■ TASK:
Print the whole listing, character for character.

╭─ DATASET ENTRIES

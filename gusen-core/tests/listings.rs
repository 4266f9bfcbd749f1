#[path = "support/mod.rs"]
mod support;

use anyhow::Result;
use gusen_model::PageRequest;
use support::{harness, identity, log_entry};

fn twenty_five_users() -> Vec<gusen_core::Identity> {
    // Stored newest first so ranking has to reorder them.
    (0..25)
        .rev()
        .map(|i| identity(&format!("user{i:02}"), "pw", "TELLER", i))
        .collect()
}

#[tokio::test]
async fn user_pages_window_over_twenty_five_rows() -> Result<()> {
    let app = harness(twenty_five_users(), vec![]);

    let first = app.management.list_users(&PageRequest::new(1, 10, "")).await?;
    assert_eq!(first.items.len(), 10);
    assert_eq!(first.total, 25);
    assert_eq!(first.items[0].login_id.as_str(), "USER00");

    let third = app.management.list_users(&PageRequest::new(3, 10, "")).await?;
    assert_eq!(third.items.len(), 5);
    assert_eq!(third.total, 25);
    assert_eq!(third.items[4].login_id.as_str(), "USER24");

    let fourth = app.management.list_users(&PageRequest::new(4, 10, "")).await?;
    assert!(fourth.items.is_empty());
    assert_eq!(fourth.total, 25);
    Ok(())
}

#[tokio::test]
async fn invalid_page_inputs_fall_back_to_first_page_of_ten() -> Result<()> {
    let app = harness(twenty_five_users(), vec![]);

    let page = app.management.list_users(&PageRequest::new(0, -5, "")).await?;
    assert_eq!((page.page, page.size), (1, 10));
    assert_eq!(page.items.len(), 10);
    Ok(())
}

#[tokio::test]
async fn user_keyword_matches_name_or_email() -> Result<()> {
    let app = harness(twenty_five_users(), vec![]);

    // Full names are "userNN Person"; emails are "userNN@example.test".
    let by_name = app.management.list_users(&PageRequest::new(1, 10, "user1")).await?;
    assert_eq!(by_name.total, 10);

    let by_email = app
        .management
        .list_users(&PageRequest::new(1, 10, "user07@example"))
        .await?;
    assert_eq!(by_email.total, 1);
    assert_eq!(by_email.items[0].login_id.as_str(), "USER07");

    let none = app.management.list_users(&PageRequest::new(1, 10, "USER07")).await?;
    assert_eq!(none.total, 0);
    Ok(())
}

#[tokio::test]
async fn log_pages_are_most_recent_first_and_filtered_by_login_id() -> Result<()> {
    let entries = vec![
        log_entry("OPS01", 1),
        log_entry("OPS02", 5),
        log_entry("ADMIN1", 3),
        log_entry("OPS01", 9),
    ];
    let app = harness(vec![], entries);

    let all = app.activity.list_logs(&PageRequest::new(1, 10, "")).await?;
    let minutes: Vec<i64> = all
        .items
        .iter()
        .map(|entry| (entry.action_at - support::base_time()).num_minutes())
        .collect();
    assert_eq!(minutes, vec![9, 5, 3, 1]);

    let ops = app.activity.list_logs(&PageRequest::new(1, 1, "OPS")).await?;
    assert_eq!(ops.total, 3);
    assert_eq!(ops.items.len(), 1);
    assert_eq!(ops.items[0].login_id, "OPS01");

    let inner = app.activity.list_logs(&PageRequest::new(1, 10, "PS0")).await?;
    assert_eq!(inner.total, 3);
    assert!(inner.items.iter().all(|entry| entry.login_id.starts_with("OPS")));
    Ok(())
}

╰─

■ TASK SOLUTION:
filename gusen-core/tests/listings.rs
repository 4266f9bfcbd749f1
#[path = "support/mod.rs"]
mod support;

use anyhow::Result;
use gusen_model::PageRequest;
use support::{harness, identity, log_entry};

fn twenty_five_users() -> Vec<gusen_core::Identity> {
    // Stored newest first so ranking has to reorder them.
    (0..25)
        .rev()
        .map(|i| identity(&format!("user{i:02}"), "pw", "TELLER", i))
        .collect()
}

#[tokio::test]
async fn user_pages_window_over_twenty_five_rows() -> Result<()> {
    let app = harness(twenty_five_users(), vec![]);

    let first = app.management.list_users(&PageRequest::new(1, 10, "")).await?;
    assert_eq!(first.items.len(), 10);
    assert_eq!(first.total, 25);
    assert_eq!(first.items[0].login_id.as_str(), "USER00");

    let third = app.management.list_users(&PageRequest::new(3, 10, "")).await?;
    assert_eq!(third.items.len(), 5);
    assert_eq!(third.total, 25);
    assert_eq!(third.items[4].login_id.as_str(), "USER24");

    let fourth = app.management.list_users(&PageRequest::new(4, 10, "")).await?;
    assert!(fourth.items.is_empty());
    assert_eq!(fourth.total, 25);
    Ok(())
}

#[tokio::test]
async fn invalid_page_inputs_fall_back_to_first_page_of_ten() -> Result<()> {
    let app = harness(twenty_five_users(), vec![]);

    let page = app.management.list_users(&PageRequest::new(0, -5, "")).await?;
    assert_eq!((page.page, page.size), (1, 10));
    assert_eq!(page.items.len(), 10);
    Ok(())
}

#[tokio::test]
async fn user_keyword_matches_name_or_email() -> Result<()> {
    let app = harness(twenty_five_users(), vec![]);

    // Full names are "userNN Person"; emails are "userNN@example.test".
    let by_name = app.management.list_users(&PageRequest::new(1, 10, "user1")).await?;
    assert_eq!(by_name.total, 10);

    let by_email = app
        .management
        .list_users(&PageRequest::new(1, 10, "user07@example"))
        .await?;
    assert_eq!(by_email.total, 1);
    assert_eq!(by_email.items[0].login_id.as_str(), "USER07");

    let none = app.management.list_users(&PageRequest::new(1, 10, "USER07")).await?;
    assert_eq!(none.total, 0);
    Ok(())
}

#[tokio::test]
async fn log_pages_are_most_recent_first_and_filtered_by_login_id() -> Result<()> {
    let entries = vec![
        log_entry("OPS01", 1),
        log_entry("OPS02", 5),
        log_entry("ADMIN1", 3),
        log_entry("OPS01", 9),
    ];
    let app = harness(vec![], entries);

    let all = app.activity.list_logs(&PageRequest::new(1, 10, "")).await?;
    let minutes: Vec<i64> = all
        .items
        .iter()
        .map(|entry| (entry.action_at - support::base_time()).num_minutes())
        .collect();
    assert_eq!(minutes, vec![9, 5, 3, 1]);

    let ops = app.activity.list_logs(&PageRequest::new(1, 1, "OPS")).await?;
    assert_eq!(ops.total, 3);
    assert_eq!(ops.items.len(), 1);
    assert_eq!(ops.items[0].login_id, "OPS01");

    let inner = app.activity.list_logs(&PageRequest::new(1, 10, "PS0")).await?;
    assert_eq!(inner.total, 3);
    assert!(inner.items.iter().all(|entry| entry.login_id.starts_with("OPS")));
    Ok(())
}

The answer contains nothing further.